Assigned task: Make your reply a word-for-word repeat of the records.

Data entries:
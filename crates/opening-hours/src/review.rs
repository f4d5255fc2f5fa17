//! Group occurrences by ISO week and day for reporting.

use std::collections::BTreeMap;

use chrono::{Datelike, Duration, IsoWeek, NaiveDate};

use crate::occurrence::Occurrence;
use crate::range::{sort_by_start, DateRange};

/// Occurrences keyed by ISO week, then by calendar day.
pub type WeeklyOccurrences = BTreeMap<IsoWeek, BTreeMap<NaiveDate, Vec<Occurrence>>>;

/// Group occurrences into weeks and days.
///
/// Days are taken in the timezone of `range`. Within a day, occurrences are
/// ordered by start. When `fill_days` is set, every day touched by `range`
/// gets an entry even if it has no occurrences; the end instant of `range`
/// is exclusive, so a range ending at midnight does not add the next day.
pub fn occurrences_by_week(range: &DateRange, occurrences: &[Occurrence], fill_days: bool) -> WeeklyOccurrences {
    let tz = range.timezone();
    let mut weeks = WeeklyOccurrences::new();

    if fill_days && !range.is_empty() {
        let first = range.start().date_naive();
        let last = (range.end() - Duration::seconds(1)).date_naive();
        for day in first.iter_days().take_while(|day| *day <= last) {
            weeks.entry(day.iso_week()).or_default().entry(day).or_default();
        }
    }

    let mut sorted = occurrences.to_vec();
    sort_by_start(&mut sorted);
    for occurrence in sorted {
        let day = occurrence.start().with_timezone(&tz).date_naive();
        weeks
            .entry(day.iso_week())
            .or_default()
            .entry(day)
            .or_default()
            .push(occurrence);
    }

    weeks
}
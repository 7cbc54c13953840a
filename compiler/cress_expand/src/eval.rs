//! Evaluator collaborator interface.

use cress_ir::{ExprId, StyleArena};

use crate::{Environment, EvalError};

/// Reduces expression nodes to literal nodes.
///
/// The expander owns no expression semantics of its own. Arithmetic,
/// string interpolation, color math, and variable substitution all live
/// behind this trait.
///
/// # Contract
///
/// - `evaluate` must not mutate existing nodes; new literal nodes are
///   allocated in `arena` and referenced by the returned id.
/// - Lookups against `env` are permitted (and expected, for variable
///   references).
/// - Returning the input id unchanged is the correct reduction for nodes
///   that are already literal.
pub trait Evaluate {
    /// Reduce `expr` to a literal expression node against `env`.
    fn evaluate(
        &mut self,
        arena: &mut StyleArena,
        env: &Environment,
        expr: ExprId,
    ) -> Result<ExprId, EvalError>;
}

Response area:
filename crates/opening-hours/src/review.rs
repository f4d5255fc2f5fa17
//! Group occurrences by ISO week and day for reporting.

use std::collections::BTreeMap;

use chrono::{Datelike, Duration, IsoWeek, NaiveDate};

use crate::occurrence::Occurrence;
use crate::range::{sort_by_start, DateRange};

/// Occurrences keyed by ISO week, then by calendar day.
pub type WeeklyOccurrences = BTreeMap<IsoWeek, BTreeMap<NaiveDate, Vec<Occurrence>>>;

/// Group occurrences into weeks and days.
///
/// Days are taken in the timezone of `range`. Within a day, occurrences are
/// ordered by start. When `fill_days` is set, every day touched by `range`
/// gets an entry even if it has no occurrences; the end instant of `range`
/// is exclusive, so a range ending at midnight does not add the next day.
pub fn occurrences_by_week(range: &DateRange, occurrences: &[Occurrence], fill_days: bool) -> WeeklyOccurrences {
    let tz = range.timezone();
    let mut weeks = WeeklyOccurrences::new();

    if fill_days && !range.is_empty() {
        let first = range.start().date_naive();
        let last = (range.end() - Duration::seconds(1)).date_naive();
        for day in first.iter_days().take_while(|day| *day <= last) {
            weeks.entry(day.iso_week()).or_default().entry(day).or_default();
        }
    }

    let mut sorted = occurrences.to_vec();
    sort_by_start(&mut sorted);
    for occurrence in sorted {
        let day = occurrence.start().with_timezone(&tz).date_naive();
        weeks
            .entry(day.iso_week())
            .or_default()
            .entry(day)
            .or_default()
            .push(occurrence);
    }

    weeks
}
repository 7cbc54c13953840a
filename compiler/cress_expand/src/eval.rs
//! Evaluator collaborator interface.

use cress_ir::{ExprId, StyleArena};

use crate::{Environment, EvalError};

/// Reduces expression nodes to literal nodes.
///
/// The expander owns no expression semantics of its own. Arithmetic,
/// string interpolation, color math, and variable substitution all live
/// behind this trait.
///
/// # Contract
///
/// - `evaluate` must not mutate existing nodes; new literal nodes are
///   allocated in `arena` and referenced by the returned id.
/// - Lookups against `env` are permitted (and expected, for variable
///   references).
/// - Returning the input id unchanged is the correct reduction for nodes
///   that are already literal.
pub trait Evaluate {
    /// Reduce `expr` to a literal expression node against `env`.
    fn evaluate(
        &mut self,
        arena: &mut StyleArena,
        env: &Environment,
        expr: ExprId,
    ) -> Result<ExprId, EvalError>;
}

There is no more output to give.